Tuberculosis: Romance vs Reality

As a genealogist, I’ve poured over death records and sometimes they really get to me. I hate to see a family lose all of their children in infancy, or an entire family get wiped out due to illness. With that in mind, I couldn’t help but think of the members of my family who died from Tuberculosis over the years when I saw this article posted yesterday by one of my favorite Historical romance novelists, Candice Hern The article titled How a generation of consumptives defined 19th-century Romanticism got me thinking that there was probably a disconnect between the Romantic poets and artists and what the “common man” went through because of this terrible disease.

The article explains how women would actually try to look “consumptive”, thinking it was attractive. It also goes on to say that the great number of “Romantic writers, painters and composers with TB created a myth that consumption drove artistic genius.” . In my research I always imagined sickly, thin individuals with bloody handkerchiefs just struggling to survive.

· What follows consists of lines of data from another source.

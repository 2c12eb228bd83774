//! Greedy local search over column order using the adjacent-swap neighbourhood.
//!
//! Each iteration swaps one random neighbour pair and keeps the swap only when fitness
//! strictly improves; ties and regressions are undone. The search stops early once every
//! neighbour pair is traversable. There are no restarts, so it can stall in a local optimum
//! and exhaust its budget.

use std::time::Instant;

use rand::Rng;
use serde::Serialize;

use crate::layer::TileGrid;
use crate::optimizer::fitness::{fitness_of_heights, fitness_percent, max_fitness};

/// Iteration budget used when none (or an unparsable one) is supplied.
pub const DEFAULT_MAX_ITERATIONS: usize = 1000;
/// A no-improvement progress line is logged every this many iterations.
const PROGRESS_INTERVAL: usize = 100;

#[derive(Debug, Clone, Copy)]
pub struct HillClimbConfig {
    pub max_iterations: usize,
    /// Checked between iterations; reaching it ends the search with [SearchStatus::DeadlineReached].
    pub deadline: Option<Instant>,
}

impl Default for HillClimbConfig {
    fn default() -> Self {
        Self {
            max_iterations: DEFAULT_MAX_ITERATIONS,
            deadline: None,
        }
    }
}

#[derive(Debug, Clone, Copy, PartialEq, Eq, Serialize)]
#[serde(rename_all = "snake_case")]
pub enum SearchStatus {
    /// Every adjacent pair is within tolerance.
    Converged,
    /// The iteration budget ran out first.
    Exhausted,
    DeadlineReached,
}

#[derive(Debug, Clone, Serialize)]
pub struct HillClimbOutcome {
    pub initial_fitness: usize,
    pub final_fitness: usize,
    pub max_fitness: usize,
    /// Accepted swaps.
    pub improvements: usize,
    /// Neighbours proposed before stopping.
    pub iterations: usize,
    pub status: SearchStatus,
}

impl HillClimbOutcome {
    pub fn percent(&self) -> f64 {
        fitness_percent(self.final_fitness, self.max_fitness)
    }
}

pub fn hill_climb<R: Rng + ?Sized>(
    grid: &mut TileGrid,
    config: &HillClimbConfig,
    rng: &mut R,
) -> HillClimbOutcome {
    hill_climb_with_progress(grid, config, rng, |_, _| {})
}

/// Like [hill_climb] but invokes `on_iteration(iteration, current_fitness)` after every
/// accept/reject decision.
pub fn hill_climb_with_progress<R, F>(
    grid: &mut TileGrid,
    config: &HillClimbConfig,
    rng: &mut R,
    mut on_iteration: F,
) -> HillClimbOutcome
where
    R: Rng + ?Sized,
    F: FnMut(usize, usize),
{
    let optimum = max_fitness(grid);
    // Per-column occupied heights, kept in the same order as `grid.columns()`.
    let mut heights = grid.occupied_heights();
    let initial_fitness = fitness_of_heights(&heights);
    let mut current = initial_fitness;
    log::info!(
        "initial fitness: {current}/{optimum} ({:.1}%)",
        fitness_percent(current, optimum)
    );

    let mut improvements = 0usize;
    let mut iterations = 0usize;
    let mut last_improvement: Option<usize> = None;
    let mut status = if current == optimum {
        SearchStatus::Converged
    } else {
        SearchStatus::Exhausted
    };

    if status != SearchStatus::Converged {
        for iteration in 0..config.max_iterations {
            if config
                .deadline
                .is_some_and(|deadline| Instant::now() >= deadline)
            {
                status = SearchStatus::DeadlineReached;
                break;
            }

            // current < optimum here, so width >= 2 and the range is non-empty.
            let swap_index = rng.gen_range(0..grid.width() - 1);
            grid.swap_columns(swap_index, swap_index + 1);
            heights.swap(swap_index, swap_index + 1);
            iterations += 1;

            let neighbor = fitness_of_heights(&heights);
            if neighbor > current {
                current = neighbor;
                improvements += 1;
                last_improvement = Some(iteration);
                log::info!(
                    "iteration {}: improvement found, fitness {current}/{optimum} ({:.1}%)",
                    iteration + 1,
                    fitness_percent(current, optimum)
                );
            } else {
                grid.swap_columns(swap_index, swap_index + 1);
                heights.swap(swap_index, swap_index + 1);
            }
            on_iteration(iteration, current);

            if (iteration + 1) % PROGRESS_INTERVAL == 0 && last_improvement != Some(iteration) {
                log::debug!(
                    "iteration {}: no improvement (current fitness {current}/{optimum})",
                    iteration + 1
                );
            }

            if current == optimum {
                log::info!("optimal fitness reached at iteration {}", iteration + 1);
                status = SearchStatus::Converged;
                break;
            }
        }
    }

    let outcome = HillClimbOutcome {
        initial_fitness,
        final_fitness: current,
        max_fitness: optimum,
        improvements,
        iterations,
        status,
    };
    log::info!(
        "hill climbing finished ({:?}): {} improvement(s), fitness {}/{} ({:.1}%)",
        outcome.status,
        outcome.improvements,
        outcome.final_fitness,
        outcome.max_fitness,
        outcome.percent()
    );
    outcome
}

In death records, you will find Tuberculosis listed by a variety of names including Phithisus, scrofulae and “Wasting Disease”. In my genealogy research, I often found that when one family member died of this disease, there was usually at least one other member of the same family who did as well. I have a member of my Stanford family, Peter Stanford was born in 1830 in Ireland. He died of TB in 1874 in New Haven, CT at the age of 44. The sad part is that he and his wife had nine children, of whom only one lived to adulthood, their son Peter. Peter died in 1902 of TB. It also seems as if he was probably very ill for over a year because his 3 year old daughter was in an orphanage when she died of TB in 1900.

Another branch of my family with a sad history of Tuberculosis was in England and closer to the “Romantic” period referenced in the article. My great great grandmother, Agnes Clark’s, sister Jane was born in 1826 in Cornwall, England. She married John Chapman in 1848 and the family lived in St. Neot, Cornwall. Jane’s husband, John, died of Tuberculosis on 7 May 1870 at the age of 46. Three of their children went on to die of the disease over the course of the next 4 years. Daughter Elizabeth died in 1872 at age 10, daughter Mary Jane died in 1873 at age 15 and finally, son, Nicholas, died in 1879 at age 14. I find it hard to believe that Jane Clark Chapman felt that the disease was “romantic” at all as she had to take care of sick family members, along with six other children as she watched four of her loved ones die in four years.